/---
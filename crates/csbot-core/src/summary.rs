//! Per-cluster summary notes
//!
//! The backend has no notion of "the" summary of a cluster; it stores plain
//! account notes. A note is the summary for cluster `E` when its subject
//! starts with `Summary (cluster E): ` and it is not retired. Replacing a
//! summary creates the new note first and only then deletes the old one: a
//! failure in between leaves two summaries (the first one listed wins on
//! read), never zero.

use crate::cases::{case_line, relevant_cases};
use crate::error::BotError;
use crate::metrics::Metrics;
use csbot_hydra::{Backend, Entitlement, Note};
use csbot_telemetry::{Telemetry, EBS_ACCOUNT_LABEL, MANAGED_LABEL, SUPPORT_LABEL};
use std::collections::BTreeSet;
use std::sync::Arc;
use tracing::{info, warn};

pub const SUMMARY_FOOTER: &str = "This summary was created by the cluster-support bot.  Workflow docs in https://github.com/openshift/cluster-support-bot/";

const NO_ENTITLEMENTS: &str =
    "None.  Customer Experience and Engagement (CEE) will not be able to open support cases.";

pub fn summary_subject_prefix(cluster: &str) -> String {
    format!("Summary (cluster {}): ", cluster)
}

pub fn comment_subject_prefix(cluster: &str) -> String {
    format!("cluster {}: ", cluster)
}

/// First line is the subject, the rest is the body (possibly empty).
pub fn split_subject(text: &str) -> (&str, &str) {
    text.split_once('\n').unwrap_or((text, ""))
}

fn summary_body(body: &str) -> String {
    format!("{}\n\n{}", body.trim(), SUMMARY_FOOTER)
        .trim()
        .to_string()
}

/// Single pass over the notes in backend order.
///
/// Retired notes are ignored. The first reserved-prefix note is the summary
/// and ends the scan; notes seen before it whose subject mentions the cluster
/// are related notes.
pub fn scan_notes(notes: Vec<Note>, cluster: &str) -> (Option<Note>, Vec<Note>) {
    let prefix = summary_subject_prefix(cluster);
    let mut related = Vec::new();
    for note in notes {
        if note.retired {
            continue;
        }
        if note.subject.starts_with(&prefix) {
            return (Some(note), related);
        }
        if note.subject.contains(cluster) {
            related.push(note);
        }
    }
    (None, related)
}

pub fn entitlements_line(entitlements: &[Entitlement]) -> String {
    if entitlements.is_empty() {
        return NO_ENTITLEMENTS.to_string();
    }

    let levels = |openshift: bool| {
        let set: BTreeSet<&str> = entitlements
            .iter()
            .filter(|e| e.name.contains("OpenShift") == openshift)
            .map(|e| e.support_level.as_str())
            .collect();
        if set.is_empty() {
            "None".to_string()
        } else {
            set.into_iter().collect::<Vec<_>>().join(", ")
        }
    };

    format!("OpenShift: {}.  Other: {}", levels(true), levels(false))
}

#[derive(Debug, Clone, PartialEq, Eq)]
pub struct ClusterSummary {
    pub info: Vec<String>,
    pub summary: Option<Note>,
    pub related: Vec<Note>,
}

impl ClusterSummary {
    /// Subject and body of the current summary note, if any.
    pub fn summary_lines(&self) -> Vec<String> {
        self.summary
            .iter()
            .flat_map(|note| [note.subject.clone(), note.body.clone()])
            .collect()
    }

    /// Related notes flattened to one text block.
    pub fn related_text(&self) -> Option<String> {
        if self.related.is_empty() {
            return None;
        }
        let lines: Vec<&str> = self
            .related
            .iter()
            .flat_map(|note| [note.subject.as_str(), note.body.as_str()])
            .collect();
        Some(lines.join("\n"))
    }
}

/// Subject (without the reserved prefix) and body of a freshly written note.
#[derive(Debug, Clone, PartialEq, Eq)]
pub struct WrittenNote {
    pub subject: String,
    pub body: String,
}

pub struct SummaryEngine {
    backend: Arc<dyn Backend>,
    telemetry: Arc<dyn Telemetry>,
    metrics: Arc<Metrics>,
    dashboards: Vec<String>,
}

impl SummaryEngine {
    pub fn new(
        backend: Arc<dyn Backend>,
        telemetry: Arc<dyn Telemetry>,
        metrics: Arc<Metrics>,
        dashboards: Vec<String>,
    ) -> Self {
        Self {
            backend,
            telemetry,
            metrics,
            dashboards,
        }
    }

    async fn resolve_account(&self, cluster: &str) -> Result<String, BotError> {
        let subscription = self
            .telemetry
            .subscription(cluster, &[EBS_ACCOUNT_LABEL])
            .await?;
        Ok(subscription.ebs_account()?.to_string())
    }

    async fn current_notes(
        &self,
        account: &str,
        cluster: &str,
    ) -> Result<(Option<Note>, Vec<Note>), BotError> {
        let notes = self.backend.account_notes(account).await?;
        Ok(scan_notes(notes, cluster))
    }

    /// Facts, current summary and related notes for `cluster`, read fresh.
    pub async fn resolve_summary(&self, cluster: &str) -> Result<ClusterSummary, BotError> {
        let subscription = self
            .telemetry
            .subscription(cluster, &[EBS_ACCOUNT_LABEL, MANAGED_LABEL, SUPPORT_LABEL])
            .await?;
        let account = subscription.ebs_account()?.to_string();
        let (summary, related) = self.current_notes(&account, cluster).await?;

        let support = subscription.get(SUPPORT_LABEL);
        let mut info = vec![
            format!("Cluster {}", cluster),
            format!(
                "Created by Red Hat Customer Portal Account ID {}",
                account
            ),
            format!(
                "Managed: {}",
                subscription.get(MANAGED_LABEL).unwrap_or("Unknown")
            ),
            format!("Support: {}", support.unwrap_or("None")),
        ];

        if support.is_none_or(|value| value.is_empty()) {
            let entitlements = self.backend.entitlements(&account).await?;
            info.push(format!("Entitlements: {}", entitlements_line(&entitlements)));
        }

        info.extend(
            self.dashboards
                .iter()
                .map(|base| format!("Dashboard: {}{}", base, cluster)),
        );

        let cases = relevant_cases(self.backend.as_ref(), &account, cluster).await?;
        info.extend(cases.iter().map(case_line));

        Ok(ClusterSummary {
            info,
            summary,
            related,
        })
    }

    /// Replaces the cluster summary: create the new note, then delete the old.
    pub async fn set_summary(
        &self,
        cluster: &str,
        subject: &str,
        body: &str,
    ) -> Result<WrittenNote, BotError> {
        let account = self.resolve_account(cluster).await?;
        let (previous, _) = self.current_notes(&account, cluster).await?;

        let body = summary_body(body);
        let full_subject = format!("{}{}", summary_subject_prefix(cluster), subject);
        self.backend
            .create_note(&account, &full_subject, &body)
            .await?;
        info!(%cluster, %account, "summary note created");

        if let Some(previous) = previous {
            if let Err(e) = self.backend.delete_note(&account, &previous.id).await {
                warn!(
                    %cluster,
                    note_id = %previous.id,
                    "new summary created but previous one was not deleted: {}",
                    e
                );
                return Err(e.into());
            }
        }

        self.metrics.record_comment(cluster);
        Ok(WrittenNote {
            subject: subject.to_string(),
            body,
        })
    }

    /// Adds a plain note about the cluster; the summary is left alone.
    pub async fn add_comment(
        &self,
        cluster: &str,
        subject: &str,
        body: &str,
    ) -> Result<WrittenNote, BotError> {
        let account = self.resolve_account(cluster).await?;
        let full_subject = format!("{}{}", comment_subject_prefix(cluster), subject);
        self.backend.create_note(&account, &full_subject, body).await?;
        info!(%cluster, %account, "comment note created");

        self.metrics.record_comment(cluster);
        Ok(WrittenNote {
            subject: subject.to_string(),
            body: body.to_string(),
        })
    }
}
\---
◆ Instructions for the task
Reproduce the lines of the entries above from the one with "return (Some(note), related);" to the one with "return NO_ENTITLEMENTS.to_string();", both included, exactly and without any other line.

◆ Result for this task
            return (Some(note), related);
        }
        if note.subject.contains(cluster) {
            related.push(note);
        }
    }
    (None, related)
}

pub fn entitlements_line(entitlements: &[Entitlement]) -> String {
    if entitlements.is_empty() {
        return NO_ENTITLEMENTS.to_string();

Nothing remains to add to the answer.